··· Material for this exercise

//! Error types for the flexwave-wavelet crate.

/// Error type for all fallible operations in the flexwave-wavelet crate.
///
/// Every variant is a precondition violation detected at the entry of the
/// offending component; the transform never produces partial output.
#[derive(Debug, Clone, thiserror::Error)]
pub enum WaveletError {
    /// Returned when a grid has fewer than the minimum number of nodes per axis.
    #[error("grid too small: got {nx}x{ny}, need at least {min} nodes per axis")]
    GridTooSmall {
        /// Number of nodes along x.
        nx: usize,
        /// Number of nodes along y.
        ny: usize,
        /// Minimum nodes per axis.
        min: usize,
    },

    /// Returned when the input grid contains non-finite values (NaN or infinity).
    #[error("grid contains non-finite values")]
    NonFiniteData,

    /// Returned when a sampling interval is non-finite or non-positive.
    #[error("invalid grid spacing: dx = {dx}, dy = {dy} (must be finite and > 0)")]
    InvalidSpacing {
        /// Sampling interval along x (metres).
        dx: f64,
        /// Sampling interval along y (metres).
        dy: f64,
    },

    /// Returned when a flat value buffer does not match the requested shape.
    #[error("buffer of length {len} cannot be shaped as {nx}x{ny}")]
    BufferShape {
        /// Buffer length.
        len: usize,
        /// Requested nodes along x.
        nx: usize,
        /// Requested nodes along y.
        ny: usize,
    },

    /// Returned when a scale set has no wavenumbers.
    #[error("scale set is empty")]
    EmptyScaleSet,

    /// Returned when a wavenumber in a scale set is non-finite or non-positive.
    #[error("wavenumber {index} is {value}, must be finite and > 0")]
    InvalidWavenumber {
        /// Position in the scale set.
        index: usize,
        /// Offending value (rad/m).
        value: f64,
    },

    /// Returned when the padded FFT domain is smaller than the grid.
    #[error("padded size {nnx}x{nny} is smaller than grid {nx}x{ny}")]
    PaddingTooSmall {
        /// Requested padded nodes along x.
        nnx: usize,
        /// Requested padded nodes along y.
        nny: usize,
        /// Grid nodes along x.
        nx: usize,
        /// Grid nodes along y.
        ny: usize,
    },

    /// Returned when a coefficient tensor does not agree with its scale set or config.
    #[error("coefficient tensor shape {got:?} does not match expected {expected:?}")]
    TensorShape {
        /// Expected `[nx, ny, na, ns]`.
        expected: [usize; 4],
        /// Actual tensor shape.
        got: [usize; 4],
    },

    /// Returned when configuration parameters are invalid.
    #[error("invalid configuration: {0}")]
    InvalidConfig(String),
}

······

Assignment:
Whenever a line of the data includes the word "crate", show that line in full.

Written solution:
//! Error types for the flexwave-wavelet crate.
/// Error type for all fallible operations in the flexwave-wavelet crate.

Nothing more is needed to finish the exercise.